Als die anderen beiden sich umdrehten, konnte ich in ihren Augen die gleiche Aggressivität lesen, wie bei dem ersten und mein Herz schlug wenn möglich noch schneller. Dann kamen sie zu dritt auf mich zu. Mein einziger Gedanke war: „Jackson, renn um dein Leben!", aber meine Beine ließen sich noch immer nicht bewegen.

Erst als die Typen nur noch circa fünf Meter von mir entfernt waren, machte etwas in meinem Kopf Klick und ich hatte endlich wieder die Kontrolle über meine Beine. Ich spürte, wie das Adrenalin durch meinen Körper schoss, dann drehte ich mich um und rannte um mein Leben, um das ich noch nie zuvor so eine Angst gehabt hatte.

„Glaub ja nicht, du kommst uns so einfach davon!", hörte ich den einen Typen hinter mir schreien.

Wenn die wüsten wie lange ich dieses Tempo halten konnte. Ich lief jetzt einen großen Umweg nach Hause in der Hoffnung, ich würde die Typen bis dahin abgehängt haben. Und meine Rechnung schien aufzugehen, denn schon nach knappen zehn Minuten, hörte ich wie einer der Männer zurückfiel und nach weiteren zehn Minuten hatte ich nur noch einen Verfolger. Ich war wahrscheinlich noch nie in meinem Leben so froh gewesen, dass ich regelmäßig Ausdauertraining machte! Und es zahlte sich auch wirklich aus, denn als ich außer Atem in die Straße einbog, in der unser Haus stand, war ich mir ziemlich sicher meine Verfolger komplett abgeschüttelt zu haben.

Den Mann, der sich um die Straßenecke schob, als ich die Haustür aufschloss, bemerkte ich nicht.

„Wieso hat das solange gedauert?", schnauzte Dad mich an, sobald ich den großen Eingangsbereich unseres Hauses betrat. Man könnte fast meinen, er hätte dort auf mich gewartet.

„Wahrscheinlich will ich das gar nicht wissen", fuhr er genervt fort. „Du gehst jetzt sofort in dein Zimmer und machst deine Hausaufgaben!"

Ich war immer noch viel zu geschockt, von dem was mir eben passiert war, um irgendwelche Wiederworte zu geben, sodass ich tatsächlich nach oben in mein Zimmer ging und mich mit Macbeth beschäftigte.

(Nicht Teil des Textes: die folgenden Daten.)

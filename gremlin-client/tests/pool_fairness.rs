//! Exercises spec.md §8's pool fairness invariant and §4.F's selection
//! algorithm: never open a new connection while one under
//! `new_connection_threshold` still exists, and do open one once every
//! existing connection is at or over threshold and the pool has room.

mod common;

use common::MockTransporterFactory;
use gremlin_client::{ConnectionConfig, Pool, PoolConfig, Request};

fn pool_config(threshold: usize, max: usize, initial: usize) -> PoolConfig {
    PoolConfig {
        new_connection_threshold: threshold,
        maximum_concurrent_connections: max,
        initial_concurrent_connections: initial,
    }
}

#[tokio::test]
async fn does_not_open_new_connection_while_one_is_under_threshold() {
    let factory = MockTransporterFactory::new();
    let pool = Pool::with_factory(
        "ws://localhost:8182/gremlin",
        pool_config(/* threshold */ 2, /* max */ 3, /* initial */ 1),
        ConnectionConfig::default(),
        false,
        factory.clone(),
    )
    .await
    .expect("pool opens its initial connection");

    assert_eq!(pool.connection_count().await, 1);

    // One in-flight request: still under threshold (2), so the next submit
    // must reuse the same connection rather than opening a second one.
    let _rs1 = pool
        .submit(Request::eval(gremlin_client::Uuid::new_v4(), "g.V()", None))
        .await
        .unwrap();
    assert_eq!(pool.connection_count().await, 1);

    let _rs2 = pool
        .submit(Request::eval(gremlin_client::Uuid::new_v4(), "g.V()", None))
        .await
        .unwrap();
    // Now the sole connection carries 2 in-flight requests, at threshold.
    assert_eq!(pool.connection_count().await, 1);

    // The selection scan observes a connection at (not under) threshold
    // with room under the cap, so this submit opens a second connection
    // rather than piling a third request onto the first.
    let _rs3 = pool
        .submit(Request::eval(gremlin_client::Uuid::new_v4(), "g.V()", None))
        .await
        .unwrap();
    assert_eq!(pool.connection_count().await, 2);
}

#[tokio::test]
async fn session_mode_caps_pool_at_one_connection() {
    let factory = MockTransporterFactory::new();
    let pool = Pool::with_factory(
        "ws://localhost:8182/gremlin",
        pool_config(1, 8, 1),
        ConnectionConfig::default(),
        true,
        factory.clone(),
    )
    .await
    .expect("session pool opens its single connection");

    assert_eq!(pool.connection_count().await, 1);

    for _ in 0..5 {
        pool.submit(Request::eval(gremlin_client::Uuid::new_v4(), "g.V()", None))
            .await
            .unwrap();
    }

    // Session mode forces the cap to 1 regardless of `maximum_concurrent_connections`.
    assert_eq!(pool.connection_count().await, 1);
}

#[tokio::test]
async fn close_is_idempotent_and_drains_connections() {
    let factory = MockTransporterFactory::new();
    let pool = Pool::with_factory(
        "ws://localhost:8182/gremlin",
        pool_config(4, 4, 2),
        ConnectionConfig::default(),
        false,
        factory.clone(),
    )
    .await
    .unwrap();

    assert_eq!(pool.connection_count().await, 2);

    pool.close().await.unwrap();
    assert!(pool.is_closed());
    // Idempotent: a second close must not error or panic.
    pool.close().await.unwrap();

    let err = pool
        .submit(Request::eval(gremlin_client::Uuid::new_v4(), "g.V()", None))
        .await
        .unwrap_err();
    assert!(matches!(err, gremlin_client::Error::Usage(_)));
}
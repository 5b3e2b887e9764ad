/// Credentials consulted when the server challenges a request with status
/// 407 (spec.md §4.C). Grounded on the teacher's `gazette::auth::Auth`: a
/// thin credential holder, minus the gRPC-specific `Interceptor` impl since
/// this protocol's auth is a request/response SASL exchange rather than a
/// per-call metadata header.
#[derive(Clone)]
pub struct AuthInfo {
    username: String,
    password: String,
}

impl AuthInfo {
    pub fn new(username: impl Into<String>, password: impl Into<String>) -> Self {
        Self {
            username: username.into(),
            password: password.into(),
        }
    }

    pub fn username(&self) -> &str {
        &self.username
    }

    pub fn password(&self) -> &str {
        &self.password
    }

    /// Encodes the SASL PLAIN mechanism payload: `base64("\0user\0pass")`.
    pub fn sasl_plain(&self) -> String {
        let raw = format!("\0{}\0{}", self.username, self.password);
        base64::encode(raw)
    }
}

impl std::fmt::Debug for AuthInfo {
    fn fmt(&self, f: &mut std::fmt::Formatter<'_>) -> std::fmt::Result {
        f.debug_struct("AuthInfo")
            .field("username", &self.username)
            .field("password", &"<redacted>")
            .finish()
    }
}

/// Opaque TLS configuration, passed through unexamined to the transport.
///
/// Mirrors spec.md §6's `TlsConfig` collaborator; this crate never inspects
/// its contents, only forwards it to `tokio-tungstenite`'s connector, the
/// way the teacher forwards `tonic`'s TLS feature configuration straight to
/// the gRPC channel builder.
#[derive(Clone, Default)]
pub struct TlsConfig {
    inner: Option<tokio_tungstenite::Connector>,
}

impl TlsConfig {
    pub fn new(connector: tokio_tungstenite::Connector) -> Self {
        Self {
            inner: Some(connector),
        }
    }

    pub fn connector(&self) -> Option<&tokio_tungstenite::Connector> {
        self.inner.as_ref()
    }
}

impl std::fmt::Debug for TlsConfig {
    fn fmt(&self, f: &mut std::fmt::Formatter<'_>) -> std::fmt::Result {
        f.debug_struct("TlsConfig")
            .field("configured", &self.inner.is_some())
            .finish()
    }
}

Ganz ehrlich, wer brauchte schon Shakespeare? Der Typ war schon seit Ewigkeiten tot und interessierte keinen mehr.

Eigentlich machte ich die Hausaufgaben auch nur, weil ich hoffte mich von meinen Gedanken, die sich nur um das drehten, was ich eben gesehen hatte, abzulenken. Aber da wir die Szene analysieren mussten, in der der König umgebracht wurde, klappte das nicht wirklich und meine Gedanken kehrten immer wieder zu dem Flehen der Frau und ihrem leblosen Körper auf der Straße zurück. Warum hatte sie sterben müssen? Warum waren die Typen so grausam gewesen? Und vor allem: Sollte ich jemandem erzählen, was ich gesehen hatte?

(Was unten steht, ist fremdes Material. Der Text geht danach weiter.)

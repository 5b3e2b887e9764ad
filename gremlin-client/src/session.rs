use std::sync::atomic::{AtomicBool, Ordering};

use graphbinary::{Bytecode, Uuid, Value};

use crate::connection::ConnectionConfig;
use crate::error::{Result, UsageError};
use crate::pool::{Pool, PoolConfig};
use crate::request::Request;
use crate::result_set::ResultSet;

/// A bound Gremlin session: requests submitted through it all carry the same
/// `session` id and land on the same single connection, per spec.md §4.F's
/// session-mode rule and §6's session lifecycle (`CreateSession`,
/// `Commit`/`Rollback`).
///
/// Backed by a one-connection [`Pool`] rather than a bespoke connection
/// holder, so session mode only has to change the pool's sizing policy
/// (`maximum_concurrent_connections` forced to 1) instead of duplicating the
/// write/select/close logic a second time.
pub struct Session {
    session_id: Uuid,
    traversal_source: String,
    pool: Pool,
    /// Tracks whether this session currently has a transaction open, so a
    /// second [`Self::begin`] without an intervening commit/rollback can be
    /// rejected with [`UsageError::DoubleBegin`] (spec.md §7).
    tx_open: AtomicBool,
}

impl Session {
    /// Opens a session against `url`. `session_id` defaults to a fresh
    /// random id when `None`.
    pub async fn create(
        url: &str,
        traversal_source: impl Into<String>,
        session_id: Option<Uuid>,
        config: ConnectionConfig,
    ) -> Result<Self> {
        let session_id = session_id.unwrap_or_else(Uuid::new_v4);
        let pool = Pool::new(url, PoolConfig::default(), config, true).await?;
        Ok(Self {
            session_id,
            traversal_source: traversal_source.into(),
            pool,
            tx_open: AtomicBool::new(false),
        })
    }

    pub fn session_id(&self) -> Uuid {
        self.session_id
    }

    /// A session is already server-side stateful; it cannot itself be
    /// handed off into a second, nested session. Always fails with
    /// [`UsageError::AlreadySession`] (spec.md §7) — mirrors the
    /// collaborator surface spec.md §6 describes on the non-session handle,
    /// so callers that generically hold "something you can create a
    /// session from" get a clear error instead of a silent no-op.
    pub async fn create_session(&self, _session_id: Option<Uuid>) -> Result<Session> {
        Err(UsageError::AlreadySession.into())
    }

    /// Submits bytecode under this session's id.
    pub async fn submit(&self, bytecode: Bytecode) -> Result<ResultSet> {
        let request = Request::bytecode(
            Uuid::new_v4(),
            bytecode,
            self.traversal_source.clone(),
            Some(self.session_id),
        )?;
        self.pool.submit(request).await
    }

    /// Marks a transaction as open on this session. A second call before a
    /// commit/rollback fails with [`UsageError::DoubleBegin`] (spec.md §7):
    /// a session's state is tied to one transport, so two concurrently
    /// "open" transactions on the same handle is a caller bug, not
    /// something the server can arbitrate.
    pub fn begin(&self) -> Result<()> {
        if self.tx_open.swap(true, Ordering::SeqCst) {
            return Err(UsageError::DoubleBegin.into());
        }
        Ok(())
    }

    /// Commits the session's open transaction: bytecode with a single
    /// `tx:commit` source instruction and no steps, per spec.md §6.
    pub async fn commit(&self) -> Result<ResultSet> {
        let result = self.submit_tx("tx:commit").await;
        self.tx_open.store(false, Ordering::SeqCst);
        result
    }

    /// Rolls back the session's open transaction: bytecode with a single
    /// `tx:rollback` source instruction, per spec.md §6.
    pub async fn rollback(&self) -> Result<ResultSet> {
        let result = self.submit_tx("tx:rollback").await;
        self.tx_open.store(false, Ordering::SeqCst);
        result
    }

    async fn submit_tx(&self, operator: &str) -> Result<ResultSet> {
        let mut bytecode = Bytecode::default();
        bytecode.add_source(operator, Vec::<Value>::new());
        self.submit(bytecode).await
    }

    /// Closes the session: asks the server to release session-scoped state,
    /// then tears down the underlying connection. Supplements spec.md §6,
    /// which leaves session teardown to the server's idle timeout; an
    /// explicit close avoids leaking server-side state while a long-lived
    /// client process keeps running.
    pub async fn close(&self) -> Result<()> {
        let request = Request::close_session(Uuid::new_v4(), self.session_id);
        let result_set = self.pool.submit(request).await?;
        let _ = result_set.all().await;
        self.pool.close().await
    }
}

#[cfg(test)]
mod tests {
    use super::*;

    #[test]
    fn commit_bytecode_has_single_tx_source() {
        let mut bytecode = Bytecode::default();
        bytecode.add_source("tx:commit", Vec::<Value>::new());
        assert_eq!(bytecode.sources.len(), 1);
        assert_eq!(bytecode.sources[0].operator, "tx:commit");
        assert!(bytecode.steps.is_empty());
    }
}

Ich könnte zur Polizei gehen oder es sofort Dad erzählen, schließlich hatte er es tagtäglich mit Verbrechern und Mördern zu tun. Das Problem war nur, dass mir wahrscheinlich niemand glauben würde, denn ich hatte früher schon oft komische Geschichten erfunden, die meist irgendwas mit Diebstahl oder Mord zu tun hatten, um die Aufmerksamkeit meines Vaters zu bekommen. Das hatte nur, nach dem es das erste Mal als Lüge aufgeflogen war, nicht mehr funktioniert und Dad würde jetzt wahrscheinlich nur denken, dass ich mit dem Unsinn wieder anfing. Schließlich hatte ich auch keinerlei Beweise und die Leiche der Frau würden die Männer schon längst weggeschafft haben.

Am besten vergaß ich die ganze Sache einfach! Helfen konnte ich der Frau sowieso nicht mehr.

Irgendwie, ich wusste wirklich nicht wie, schaffte ich es die Hausaufgaben fertig zu machen und ging direkt danach ohne Abendessen ins Bett. Hunger hatte ich keinen. An Schlafen war allerdings auch nicht zu denken, zu sehr beschäftigte mich diese Sache immer noch. Und das ärgerte mich ganz gewaltig!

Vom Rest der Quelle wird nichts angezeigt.